With Google, it’s easy to look at them as, well — it’s Google!” one publishing exec said. “If anyone’s gonna make it work, it’s them. But they’ve failed a ton in the past and walked away from major services.”
When reached for comment, Stadia representative Patrick Seybold said, “The publishers and developers we speak with regularly are very supportive, and want Stadia to succeed. It is also worth pointing out that not every publisher has announced their games for Stadia so far, and more games will continue to be announced in due course.”
But the vast majority of indie hits aren’t published by these massive publishers.

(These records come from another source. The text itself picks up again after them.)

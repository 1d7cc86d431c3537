mod address;
pub(crate) mod macros;
mod memory_access;

pub use self::{
    address::{Gfn, Pa, Pid, Va, VcpuId},
    memory_access::MemoryAccess,
};
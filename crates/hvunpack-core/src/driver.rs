use std::time::Duration;

use crate::{EventResponse, Gfn, MemoryAccess, Registers, VcpuId, VmiError, VmiEvent};

/// Information about the introspected virtual machine.
#[derive(Debug, Clone, Copy)]
pub struct VmInfo {
    /// Page size in bytes.
    pub page_size: u64,

    /// Highest guest frame number.
    pub max_gfn: Gfn,

    /// Number of virtual CPUs.
    pub vcpus: u16,
}

/// A trait for implementing a VMI driver.
///
/// The driver owns every hypervisor-specific concern: pausing and resuming
/// the domain, reading guest-physical memory, installing second-level
/// (SLAT) access traps per frame and per right, single-stepping, and
/// delivering events.
///
/// The trait is dyn-compatible so that a binary can select a backend at
/// runtime behind `Box<dyn VmiDriver>`.
pub trait VmiDriver {
    /// Retrieves information about the virtual machine.
    fn info(&self) -> Result<VmInfo, VmiError>;

    /// Pauses the virtual machine.
    fn pause(&self) -> Result<(), VmiError>;

    /// Resumes the virtual machine.
    fn resume(&self) -> Result<(), VmiError>;

    /// Retrieves the registers of a specific virtual CPU.
    fn registers(&self, vcpu: VcpuId) -> Result<Registers, VmiError>;

    /// Reads a page of guest-physical memory.
    fn read_page(&self, gfn: Gfn) -> Result<Vec<u8>, VmiError>;

    /// Retrieves the SLAT access permissions for a specific GFN.
    fn memory_access(&self, gfn: Gfn) -> Result<MemoryAccess, VmiError>;

    /// Sets the SLAT access permissions for a specific GFN.
    ///
    /// Access types missing from `access` fault into the event handler.
    fn set_memory_access(&self, gfn: Gfn, access: MemoryAccess) -> Result<(), VmiError>;

    /// Enables or disables delivery of process creation and exit events.
    fn monitor_process_events(&self, enable: bool) -> Result<(), VmiError>;

    /// Waits for an event to occur and processes it with the provided
    /// handler.
    ///
    /// Blocks until an event occurs or the timeout is reached; a timeout
    /// returns [`VmiError::Timeout`]. The faulting vCPU stays paused for
    /// the duration of the handler call.
    fn wait_for_event(
        &self,
        timeout: Duration,
        handler: &mut dyn FnMut(&VmiEvent) -> EventResponse,
    ) -> Result<(), VmiError>;
}

impl<T> VmiDriver for &T
where
    T: VmiDriver + ?Sized,
{
    fn info(&self) -> Result<VmInfo, VmiError> {
        (**self).info()
    }

    fn pause(&self) -> Result<(), VmiError> {
        (**self).pause()
    }

    fn resume(&self) -> Result<(), VmiError> {
        (**self).resume()
    }

    fn registers(&self, vcpu: VcpuId) -> Result<Registers, VmiError> {
        (**self).registers(vcpu)
    }

    fn read_page(&self, gfn: Gfn) -> Result<Vec<u8>, VmiError> {
        (**self).read_page(gfn)
    }

    fn memory_access(&self, gfn: Gfn) -> Result<MemoryAccess, VmiError> {
        (**self).memory_access(gfn)
    }

    fn set_memory_access(&self, gfn: Gfn, access: MemoryAccess) -> Result<(), VmiError> {
        (**self).set_memory_access(gfn, access)
    }

    fn monitor_process_events(&self, enable: bool) -> Result<(), VmiError> {
        (**self).monitor_process_events(enable)
    }

    fn wait_for_event(
        &self,
        timeout: Duration,
        handler: &mut dyn FnMut(&VmiEvent) -> EventResponse,
    ) -> Result<(), VmiError> {
        (**self).wait_for_event(timeout, handler)
    }
}

impl<T> VmiDriver for Box<T>
where
    T: VmiDriver + ?Sized,
{
    fn info(&self) -> Result<VmInfo, VmiError> {
        (**self).info()
    }

    fn pause(&self) -> Result<(), VmiError> {
        (**self).pause()
    }

    fn resume(&self) -> Result<(), VmiError> {
        (**self).resume()
    }

    fn registers(&self, vcpu: VcpuId) -> Result<Registers, VmiError> {
        (**self).registers(vcpu)
    }

    fn read_page(&self, gfn: Gfn) -> Result<Vec<u8>, VmiError> {
        (**self).read_page(gfn)
    }

    fn memory_access(&self, gfn: Gfn) -> Result<MemoryAccess, VmiError> {
        (**self).memory_access(gfn)
    }

    fn set_memory_access(&self, gfn: Gfn, access: MemoryAccess) -> Result<(), VmiError> {
        (**self).set_memory_access(gfn, access)
    }

    fn monitor_process_events(&self, enable: bool) -> Result<(), VmiError> {
        (**self).monitor_process_events(enable)
    }

    fn wait_for_event(
        &self,
        timeout: Duration,
        handler: &mut dyn FnMut(&VmiEvent) -> EventResponse,
    ) -> Result<(), VmiError> {
        (**self).wait_for_event(timeout, handler)
    }
}
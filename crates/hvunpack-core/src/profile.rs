//! Kernel-structure profile.
//!
//! The unpacker never hardcodes kernel layouts. A profile maps symbolic
//! field names of the target OS build to byte offsets and, for packed flag
//! words, to bit ranges. It is produced ahead of time (from debug symbols
//! of the guest kernel) and loaded once; after that it is immutable.

use std::{fs::File, io::BufReader, path::Path};

use serde::Deserialize;

use crate::Va;

/// An error that can occur while loading a profile.
#[derive(thiserror::Error, Debug)]
pub enum ProfileError {
    /// The profile file could not be read.
    #[error(transparent)]
    Io(#[from] std::io::Error),

    /// The profile file could not be parsed.
    #[error(transparent)]
    Json(#[from] serde_json::Error),

    /// A bit range is malformed.
    #[error("bit range {0}..={1} is malformed")]
    BitRange(u64, u64),
}

/// An inclusive bit range `[start..=end]` within a packed flag word.
#[derive(Debug, Clone, Copy, Deserialize)]
pub struct BitRange {
    /// Index of the lowest bit of the field.
    pub start: u64,

    /// Index of the highest bit of the field.
    pub end: u64,
}

impl BitRange {
    /// Extracts the field value from a packed word.
    pub fn extract(&self, word: u64) -> u64 {
        let length = self.end - self.start + 1;
        let mask = if length >= 64 {
            u64::MAX
        }
        else {
            (1u64 << length) - 1
        };

        (word >> self.start) & mask
    }

    fn validate(&self) -> Result<(), ProfileError> {
        if self.start > self.end || self.end >= 64 {
            return Err(ProfileError::BitRange(self.start, self.end));
        }

        Ok(())
    }
}

/// Virtual addresses of the kernel symbols the unpacker consumes.
#[derive(Debug, Clone, Copy, Deserialize)]
pub struct KernelSymbols {
    /// Head of the kernel's active-process list.
    pub active_process_head: Va,
}

/// Byte offsets into the process descriptor structure.
#[derive(Debug, Clone, Copy, Deserialize)]
pub struct ProcessOffsets {
    /// Process identifier.
    pub unique_process_id: u64,

    /// Identifier of the creating process.
    pub inherited_from_unique_process_id: u64,

    /// Links of the active-process list.
    pub active_process_links: u64,

    /// Top-level page-table root (physical address).
    pub directory_table_base: u64,

    /// Root of the VAD tree.
    pub vad_root: u64,

    /// Base address of the main image section.
    pub section_base_address: u64,

    /// Short image file name (fixed 15-byte array).
    pub image_file_name: u64,
}

/// Byte offsets into a VAD tree node.
#[derive(Debug, Clone, Copy, Deserialize)]
pub struct VadOffsets {
    /// Left child pointer.
    pub left_child: u64,

    /// Right child pointer.
    pub right_child: u64,

    /// First virtual page number of the range.
    pub starting_vpn: u64,

    /// Last virtual page number of the range.
    pub ending_vpn: u64,

    /// Packed flags word.
    pub flags: u64,

    /// Control area pointer.
    pub control_area: u64,
}

/// Byte offsets into the control area structure.
#[derive(Debug, Clone, Copy, Deserialize)]
pub struct ControlAreaOffsets {
    /// File object pointer (tagged with a fast-reference count in the low
    /// bits).
    pub file_object: u64,
}

/// Byte offsets into the file object structure.
#[derive(Debug, Clone, Copy, Deserialize)]
pub struct FileObjectOffsets {
    /// File name (a kernel Unicode string).
    pub file_name: u64,
}

/// Byte offsets into the kernel Unicode string structure.
#[derive(Debug, Clone, Copy, Deserialize)]
pub struct UnicodeStringOffsets {
    /// Length of the string in bytes.
    pub length: u64,

    /// Pointer to the UTF-16 buffer.
    pub buffer: u64,
}

/// Bit ranges within the packed VAD flags word.
#[derive(Debug, Clone, Copy, Deserialize)]
pub struct VadFlagRanges {
    /// VAD type field.
    pub vad_type: BitRange,

    /// Private-memory flag.
    pub private_memory: BitRange,

    /// Protection field.
    pub protection: BitRange,
}

/// A read-only mapping from symbolic kernel-structure field names to byte
/// offsets and bit ranges.
#[derive(Debug, Clone, Deserialize)]
pub struct Profile {
    /// Kernel symbol addresses.
    pub kernel: KernelSymbols,

    /// Process descriptor offsets.
    pub process: ProcessOffsets,

    /// VAD node offsets.
    pub vad: VadOffsets,

    /// Control area offsets.
    pub control_area: ControlAreaOffsets,

    /// File object offsets.
    pub file_object: FileObjectOffsets,

    /// Kernel Unicode string offsets.
    pub unicode_string: UnicodeStringOffsets,

    /// VAD flag-word bit ranges.
    pub vad_flags: VadFlagRanges,
}

impl Profile {
    /// Loads a profile from a JSON file.
    pub fn load(path: impl AsRef<Path>) -> Result<Self, ProfileError> {
        let file = File::open(path)?;
        Self::from_reader(BufReader::new(file))
    }

    /// Loads a profile from a JSON reader.
    pub fn from_reader(reader: impl std::io::Read) -> Result<Self, ProfileError> {
        let profile: Self = serde_json::from_reader(reader)?;
        profile.validate()?;
        Ok(profile)
    }

    fn validate(&self) -> Result<(), ProfileError> {
        self.vad_flags.vad_type.validate()?;
        self.vad_flags.private_memory.validate()?;
        self.vad_flags.protection.validate()?;
        Ok(())
    }
}

/// A packed flag word together with the bit ranges that name its fields.
///
/// All bit-level math lives here; call sites ask for fields by name.
#[derive(Debug, Clone, Copy)]
pub struct FlagsWord<'a> {
    word: u64,
    ranges: &'a VadFlagRanges,
}

impl<'a> FlagsWord<'a> {
    /// Creates a new flag word view.
    pub fn new(word: u64, ranges: &'a VadFlagRanges) -> Self {
        Self { word, ranges }
    }

    /// Extracts an arbitrary field.
    pub fn get(&self, range: &BitRange) -> u64 {
        range.extract(self.word)
    }

    /// Returns the VAD type field.
    pub fn vad_type(&self) -> u64 {
        self.get(&self.ranges.vad_type)
    }

    /// Returns the private-memory flag.
    pub fn private_memory(&self) -> bool {
        self.get(&self.ranges.private_memory) != 0
    }

    /// Returns the protection field.
    pub fn protection(&self) -> u64 {
        self.get(&self.ranges.protection)
    }
}
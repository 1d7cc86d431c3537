//! The paging mirror: per-page state for every monitored process.
//!
//! The mirror is authoritative for "which frame backs this virtual page
//! right now". Records are reconciled lazily against a fresh page-table
//! walk on every fault, because packers routinely remap pages under a
//! stable virtual address.

use std::collections::HashMap;

use hvunpack_core::{Gfn, Pid, Va};

use crate::{classify::PageCategory, wx::WxState};

/// Per-page tracking state.
///
/// Keyed by `(process, virtual page)`; the same physical frame mapped
/// elsewhere gets its own record.
#[derive(Debug)]
pub struct PageRecord {
    /// Guest frame currently backing the page.
    pub gfn: Gfn,

    /// Category assigned at classification time.
    pub category: PageCategory,

    /// Write-then-execute state.
    pub state: WxState,

    /// Incremented on every observed write; distinguishes unpack layers.
    pub generation: u64,
}

/// Shadow of the per-process page state.
#[derive(Debug, Default)]
pub struct PagingMirror {
    records: HashMap<(Pid, Va), PageRecord>,
}

impl PagingMirror {
    /// Creates an empty mirror.
    pub fn new() -> Self {
        Self::default()
    }

    /// Returns the record for a page, if one exists.
    pub fn record(&self, pid: Pid, page: Va) -> Option<&PageRecord> {
        self.records.get(&(pid, page))
    }

    /// Returns the record for a page, creating it in
    /// [`WxState::Clean`] if absent, and reconciling the backing frame.
    pub fn record_mut(
        &mut self,
        pid: Pid,
        page: Va,
        gfn: Gfn,
        category: PageCategory,
    ) -> &mut PageRecord {
        let record = self.records.entry((pid, page)).or_insert_with(|| PageRecord {
            gfn,
            category,
            state: WxState::Clean,
            generation: 0,
        });

        if record.gfn != gfn {
            tracing::debug!(%pid, %page, old = %record.gfn, new = %gfn, "page remapped");
            record.gfn = gfn;
        }
        record.category = category;

        record
    }

    /// Bumps the write generation of a page.
    pub fn bump_generation(&mut self, pid: Pid, page: Va) {
        if let Some(record) = self.records.get_mut(&(pid, page)) {
            record.generation += 1;
        }
    }

    /// Marks the in-flight dump of a page as emitted.
    pub fn mark_dumped(&mut self, pid: Pid, page: Va) {
        if let Some(record) = self.records.get_mut(&(pid, page)) {
            record.state = record.state.dump_emitted();
        }
    }

    /// Removes every record of a process, returning the frames that were
    /// tracked for it.
    pub fn remove_process(&mut self, pid: Pid) -> Vec<Gfn> {
        let mut frames = Vec::new();

        self.records.retain(|&(record_pid, _), record| {
            if record_pid == pid {
                frames.push(record.gfn);
                false
            }
            else {
                true
            }
        });

        frames
    }

    /// Returns the number of tracked pages.
    pub fn len(&self) -> usize {
        self.records.len()
    }

    /// Checks whether the mirror is empty.
    pub fn is_empty(&self) -> bool {
        self.records.is_empty()
    }
}
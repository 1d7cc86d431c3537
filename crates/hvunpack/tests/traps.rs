//! Trap controller bookkeeping against the mock driver.

mod common;

use hvunpack::traps::TrapController;
use hvunpack_core::{Gfn, MemoryAccess, VcpuId, Vmi};

use crate::common::MockDriver;

const GFN: Gfn = Gfn(0x1234);
const VCPU: VcpuId = VcpuId(0);

#[test]
fn arming_is_idempotent_per_right() {
    let driver = MockDriver::new();
    let vmi = Vmi::new(&driver);
    let mut traps = TrapController::new();

    traps.arm(&vmi, GFN, MemoryAccess::W);
    assert_eq!(driver.slat_access(GFN), MemoryAccess::RX);
    assert_eq!(driver.access_calls.get(), 1);

    // Re-arming the same right is a no-op.
    traps.arm(&vmi, GFN, MemoryAccess::W);
    assert_eq!(driver.access_calls.get(), 1);

    // A new right updates the SLAT once.
    traps.arm(&vmi, GFN, MemoryAccess::X);
    assert_eq!(driver.slat_access(GFN), MemoryAccess::R);
    assert_eq!(driver.access_calls.get(), 2);
}

#[test]
fn disarm_restores_rights_incrementally() {
    let driver = MockDriver::new();
    let vmi = Vmi::new(&driver);
    let mut traps = TrapController::new();

    traps.arm(&vmi, GFN, MemoryAccess::W | MemoryAccess::X);
    assert_eq!(driver.slat_access(GFN), MemoryAccess::R);

    traps.disarm(&vmi, GFN, MemoryAccess::X);
    assert_eq!(driver.slat_access(GFN), MemoryAccess::RX);
    assert!(traps.is_armed(GFN));

    traps.disarm(&vmi, GFN, MemoryAccess::W);
    assert_eq!(driver.slat_access(GFN), MemoryAccess::RWX);
    assert!(!traps.is_armed(GFN));
}

#[test]
fn singlestep_grants_then_reapplies() {
    let driver = MockDriver::new();
    let vmi = Vmi::new(&driver);
    let mut traps = TrapController::new();

    traps.arm(&vmi, GFN, MemoryAccess::W);
    assert_eq!(driver.slat_access(GFN), MemoryAccess::RX);

    traps.begin_singlestep(&vmi, VCPU, GFN);
    assert!(traps.stepping(VCPU));
    assert_eq!(driver.slat_access(GFN), MemoryAccess::RWX);

    traps.complete_singlestep(&vmi, VCPU);
    assert!(!traps.stepping(VCPU));
    assert_eq!(driver.slat_access(GFN), MemoryAccess::RX);
}

#[test]
fn singlestep_respects_rights_changed_mid_step() {
    let driver = MockDriver::new();
    let vmi = Vmi::new(&driver);
    let mut traps = TrapController::new();

    traps.arm(&vmi, GFN, MemoryAccess::W | MemoryAccess::X);
    traps.begin_singlestep(&vmi, VCPU, GFN);

    // The execute trap is dropped while the step is outstanding.
    traps.disarm(&vmi, GFN, MemoryAccess::X);

    traps.complete_singlestep(&vmi, VCPU);
    assert_eq!(driver.slat_access(GFN), MemoryAccess::RX);
}

#[test]
fn singlestep_on_unarmed_frame_is_a_noop() {
    let driver = MockDriver::new();
    let vmi = Vmi::new(&driver);
    let mut traps = TrapController::new();

    traps.begin_singlestep(&vmi, VCPU, GFN);
    assert!(!traps.stepping(VCPU));
    assert_eq!(driver.access_calls.get(), 0);

    traps.complete_singlestep(&vmi, VCPU);
    assert_eq!(driver.access_calls.get(), 0);
}

#[test]
fn disarm_all_lifts_every_trap() {
    let driver = MockDriver::new();
    let vmi = Vmi::new(&driver);
    let mut traps = TrapController::new();

    for gfn in [Gfn(1), Gfn(2), Gfn(3)] {
        traps.arm(&vmi, gfn, MemoryAccess::W);
    }

    traps.disarm_all(&vmi);
    for gfn in [Gfn(1), Gfn(2), Gfn(3)] {
        assert_eq!(driver.slat_access(gfn), MemoryAccess::RWX);
        assert!(!traps.is_armed(gfn));
    }
}
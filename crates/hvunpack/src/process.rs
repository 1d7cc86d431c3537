//! Monitored process tracking.
//!
//! The tracker resolves the initial target by walking the kernel's
//! active-process list once at startup, and afterwards reacts to process
//! creation and exit events delivered by the driver. With follow-children
//! enabled, children of any tracked process are enlisted with the same
//! filter policy.

use std::collections::HashMap;

use hvunpack_core::{PAGE_MASK, Pa, Pid, Va, Vmi, VmiDriver, VmiError, profile::Profile};

use crate::{Target, UnpackError};

/// Upper bound on active-process list iteration, against corrupt links.
const PROCESS_LIST_MAX: usize = 65536;

/// One monitored guest process.
#[derive(Debug, Clone)]
pub struct Process {
    /// Guest process identifier.
    pub pid: Pid,

    /// Kernel address of the process descriptor.
    pub object: Va,

    /// Top-level page-table root.
    pub root: Pa,

    /// Root node of the VAD tree.
    pub vad_root: Va,

    /// Base address of the main image.
    pub image_base: Va,

    /// Short image file name.
    pub name: String,

    /// Parent link, set when enlisted via follow-children.
    pub parent: Option<Pid>,
}

/// Reads one process descriptor through the profile.
pub fn read_process<Driver>(
    vmi: &Vmi<Driver>,
    profile: &Profile,
    kernel_root: Pa,
    object: Va,
) -> Result<Process, VmiError>
where
    Driver: VmiDriver,
{
    let offsets = &profile.process;

    let pid = vmi.read_u64(kernel_root, object + offsets.unique_process_id)?;
    let table_base = vmi.read_u64(kernel_root, object + offsets.directory_table_base)?;
    let vad_root = vmi.read_va(kernel_root, object + offsets.vad_root)?;
    let image_base = vmi.read_va(kernel_root, object + offsets.section_base_address)?;

    // The image file name is a fixed 15-byte array, not NUL-guaranteed.
    let name_bytes = vmi.read_vec(kernel_root, object + offsets.image_file_name, 15)?;
    let name_len = name_bytes.iter().position(|&b| b == 0).unwrap_or(15);
    let name = String::from_utf8_lossy(&name_bytes[..name_len]).into_owned();

    Ok(Process {
        pid: Pid(pid as u32),
        object,
        root: Pa(table_base & PAGE_MASK),
        vad_root,
        image_base,
        name,
        parent: None,
    })
}

/// Walks the active-process list and returns the first process matching
/// the target.
pub fn resolve_target<Driver>(
    vmi: &Vmi<Driver>,
    profile: &Profile,
    kernel_root: Pa,
    target: &Target,
) -> Result<Process, UnpackError>
where
    Driver: VmiDriver,
{
    let head = profile.kernel.active_process_head;
    let links_offset = profile.process.active_process_links;

    // LIST_ENTRY.Flink is the first field of the links.
    let mut entry = vmi.read_va(kernel_root, head)?;

    for _ in 0..PROCESS_LIST_MAX {
        if entry == head || entry.is_null() {
            break;
        }

        let object = entry - links_offset;
        match read_process(vmi, profile, kernel_root, object) {
            Ok(process) => {
                let matched = match target {
                    Target::Pid(pid) => process.pid == *pid,
                    Target::Name(name) => process.name.eq_ignore_ascii_case(name),
                };

                if matched {
                    return Ok(process);
                }
            }
            Err(err) => {
                tracing::warn!(%object, ?err, "skipping unreadable process descriptor");
            }
        }

        entry = vmi.read_va(kernel_root, entry)?;
    }

    let target = match target {
        Target::Pid(pid) => pid.to_string(),
        Target::Name(name) => name.clone(),
    };
    Err(UnpackError::TargetNotFound(target))
}

/// The set of processes in scope for detection.
#[derive(Debug)]
pub struct ProcessTracker {
    processes: HashMap<Pid, Process>,
    follow_children: bool,
}

impl ProcessTracker {
    /// Creates an empty tracker.
    pub fn new(follow_children: bool) -> Self {
        Self {
            processes: HashMap::new(),
            follow_children,
        }
    }

    /// Enlists a process.
    pub fn insert(&mut self, process: Process) {
        tracing::info!(
            pid = %process.pid,
            name = %process.name,
            root = %process.root,
            "tracking process"
        );
        self.processes.insert(process.pid, process);
    }

    /// Returns a tracked process by PID.
    pub fn get(&self, pid: Pid) -> Option<&Process> {
        self.processes.get(&pid)
    }

    /// Returns the tracked process owning a translation root.
    pub fn by_root(&self, root: Pa) -> Option<&Process> {
        self.processes.values().find(|process| process.root == root)
    }

    /// Checks whether a child of `parent` should be enlisted.
    pub fn should_follow(&self, parent: Pid) -> bool {
        self.follow_children && self.processes.contains_key(&parent)
    }

    /// Removes a process from scope.
    pub fn remove(&mut self, pid: Pid) -> Option<Process> {
        self.processes.remove(&pid)
    }

    /// Checks whether any process is still tracked.
    pub fn is_empty(&self) -> bool {
        self.processes.is_empty()
    }
}
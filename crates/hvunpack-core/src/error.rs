use crate::{Pa, Va};

/// An error that can occur while introspecting the guest.
#[derive(thiserror::Error, Debug)]
pub enum VmiError {
    /// An error occurred in the VMI driver.
    #[error(transparent)]
    Driver(Box<dyn std::error::Error>),

    /// An I/O error occurred.
    #[error(transparent)]
    Io(#[from] std::io::Error),

    /// A guest-virtual address is not mapped by the guest page tables.
    #[error("Page not mapped ({:?}, len: {})", .0[0], .0.len())]
    NotMapped(PageFaults),

    /// Waiting for an event timed out.
    #[error("Operation timed out.")]
    Timeout,

    /// The connection to the hypervisor was lost.
    #[error("Introspection connection lost.")]
    ConnectionLost,

    /// Out of bounds.
    #[error("Out of bounds")]
    OutOfBounds,

    /// Other error.
    #[error("{0}")]
    Other(&'static str),
}

/// A failed guest page-table translation.
#[derive(Debug, Clone, Copy, PartialEq, Eq, PartialOrd, Ord, Hash)]
pub struct PageFault {
    /// The virtual address that could not be translated.
    pub address: Va,

    /// The root of the page table hierarchy.
    pub root: Pa,
}

/// A collection of page faults.
pub type PageFaults = smallvec::SmallVec<[PageFault; 1]>;

impl From<(Va, Pa)> for PageFault {
    fn from((address, root): (Va, Pa)) -> Self {
        Self { address, root }
    }
}

impl VmiError {
    /// Creates a new page fault error.
    pub fn page_fault(pf: impl Into<PageFault>) -> Self {
        Self::NotMapped(smallvec::smallvec![pf.into()])
    }

    /// Creates a new page fault error with multiple page faults.
    pub fn page_faults(pfs: impl IntoIterator<Item = PageFault>) -> Self {
        Self::NotMapped(pfs.into_iter().collect())
    }
}
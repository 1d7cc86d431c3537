//! SLAT trap management.
//!
//! The controller tracks which access rights fault on which guest frames
//! and keeps the hypervisor's second-level permissions in sync. Arming is
//! idempotent per `(frame, right)`.
//!
//! When a trapped instruction must make forward progress, the controller
//! temporarily grants the offending rights, the vCPU single-steps exactly
//! one instruction, and the trap is re-applied before the guest resumes.
//! While a step is outstanding for a vCPU, no other event of that vCPU is
//! dispatched, so the bookkeeping is a plain per-vCPU slot.

use std::collections::HashMap;

use hvunpack_core::{Gfn, MemoryAccess, VcpuId, Vmi, VmiDriver};

/// Arms, disarms and single-steps SLAT traps on guest frames.
#[derive(Debug, Default)]
pub struct TrapController {
    /// Faulting rights per armed frame.
    armed: HashMap<Gfn, MemoryAccess>,

    /// Frame whose trap is lifted while the vCPU steps over it.
    stepping: HashMap<VcpuId, Gfn>,
}

impl TrapController {
    /// Creates a controller with no armed frames.
    pub fn new() -> Self {
        Self::default()
    }

    /// Returns the rights currently faulting on a frame.
    pub fn faulting_rights(&self, gfn: Gfn) -> MemoryAccess {
        self.armed.get(&gfn).copied().unwrap_or_default()
    }

    /// Checks whether any right is armed on a frame.
    pub fn is_armed(&self, gfn: Gfn) -> bool {
        self.armed.contains_key(&gfn)
    }

    fn apply<Driver>(vmi: &Vmi<Driver>, gfn: Gfn, faulting: MemoryAccess) -> bool
    where
        Driver: VmiDriver,
    {
        let allowed = MemoryAccess::RWX - faulting;
        match vmi.set_memory_access(gfn, allowed) {
            Ok(()) => true,
            Err(err) => {
                // The frame may not be present in the SLAT right now; it
                // will be re-armed the next time it is observed.
                tracing::warn!(%gfn, %allowed, ?err, "failed to update SLAT access");
                false
            }
        }
    }

    /// Makes the given rights fault on a frame.
    ///
    /// Already-armed rights are left untouched; a failure is logged and
    /// the frame forgotten so a later observation retries.
    pub fn arm<Driver>(&mut self, vmi: &Vmi<Driver>, gfn: Gfn, rights: MemoryAccess)
    where
        Driver: VmiDriver,
    {
        let current = self.faulting_rights(gfn);
        let wanted = current | rights;
        if wanted == current {
            return;
        }

        if Self::apply(vmi, gfn, wanted) {
            self.armed.insert(gfn, wanted);
        }
        else {
            self.armed.remove(&gfn);
        }
    }

    /// Stops the given rights from faulting on a frame.
    pub fn disarm<Driver>(&mut self, vmi: &Vmi<Driver>, gfn: Gfn, rights: MemoryAccess)
    where
        Driver: VmiDriver,
    {
        let current = self.faulting_rights(gfn);
        let wanted = current - rights;
        if wanted == current {
            return;
        }

        Self::apply(vmi, gfn, wanted);
        if wanted.is_empty() {
            self.armed.remove(&gfn);
        }
        else {
            self.armed.insert(gfn, wanted);
        }
    }

    /// Removes every trap, best effort.
    pub fn disarm_all<Driver>(&mut self, vmi: &Vmi<Driver>)
    where
        Driver: VmiDriver,
    {
        for &gfn in self.armed.keys() {
            let _ = vmi.set_memory_access(gfn, MemoryAccess::RWX);
        }

        self.armed.clear();
        self.stepping.clear();
    }

    /// Removes the traps of a set of frames, best effort.
    pub fn disarm_frames<Driver>(&mut self, vmi: &Vmi<Driver>, frames: &[Gfn])
    where
        Driver: VmiDriver,
    {
        for &gfn in frames {
            if self.armed.remove(&gfn).is_some() {
                let _ = vmi.set_memory_access(gfn, MemoryAccess::RWX);
            }
        }
    }

    /// Grants full access to a frame so the faulting instruction can
    /// complete, and records the pending re-arm for the vCPU.
    pub fn begin_singlestep<Driver>(&mut self, vmi: &Vmi<Driver>, vcpu: VcpuId, gfn: Gfn)
    where
        Driver: VmiDriver,
    {
        if self.is_armed(gfn) {
            Self::apply(vmi, gfn, MemoryAccess::default());
            if let Some(previous) = self.stepping.insert(vcpu, gfn) {
                tracing::error!(%vcpu, %previous, "overlapping single-step");
            }
        }
    }

    /// Re-applies the trap lifted by [`begin_singlestep`] once the stepped
    /// instruction retired.
    ///
    /// [`begin_singlestep`]: Self::begin_singlestep
    pub fn complete_singlestep<Driver>(&mut self, vmi: &Vmi<Driver>, vcpu: VcpuId)
    where
        Driver: VmiDriver,
    {
        let gfn = match self.stepping.remove(&vcpu) {
            Some(gfn) => gfn,
            None => return,
        };

        // The machine may have disarmed the frame while the step was
        // outstanding (e.g. the execute trap after a dump).
        if let Some(&faulting) = self.armed.get(&gfn) {
            if Self::apply(vmi, gfn, faulting) {
                return;
            }
            self.armed.remove(&gfn);
        }
        else {
            let _ = vmi.set_memory_access(gfn, MemoryAccess::RWX);
        }
    }

    /// Checks whether a single-step is outstanding for a vCPU.
    pub fn stepping(&self, vcpu: VcpuId) -> bool {
        self.stepping.contains_key(&vcpu)
    }
}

EA makes and publishes “Madden” and “FIFA.” Bethesda makes and publishes “DOOM” and “Elder Scrolls.” Ubisoft makes and publishes “Assassin’s Creed” and “Ghost Recon.”
All of these are so-called “triple-A” blockbusters — the video game equivalent of major film blockbuster series like “Transformers” or “Fast & Furious.” Several indies show up on the list of upcoming games, including “Superhot” and several “Steamworld” games, but many others are still missing.
The absence of these games at the launch of Stadia last November, and their continued absence in the ensuing months, speaks to Google’s inability to attract developers ahead of launch.
“It wasn’t just a financial thing,” one developer stated who decided not to publish on Stadia. “At the end of the day, I’m asking the question, ‘Why would I do this?’ And there was no positive reason to move forward. There wasn’t really anything to want us to get in the door other than to be the first on the platform.”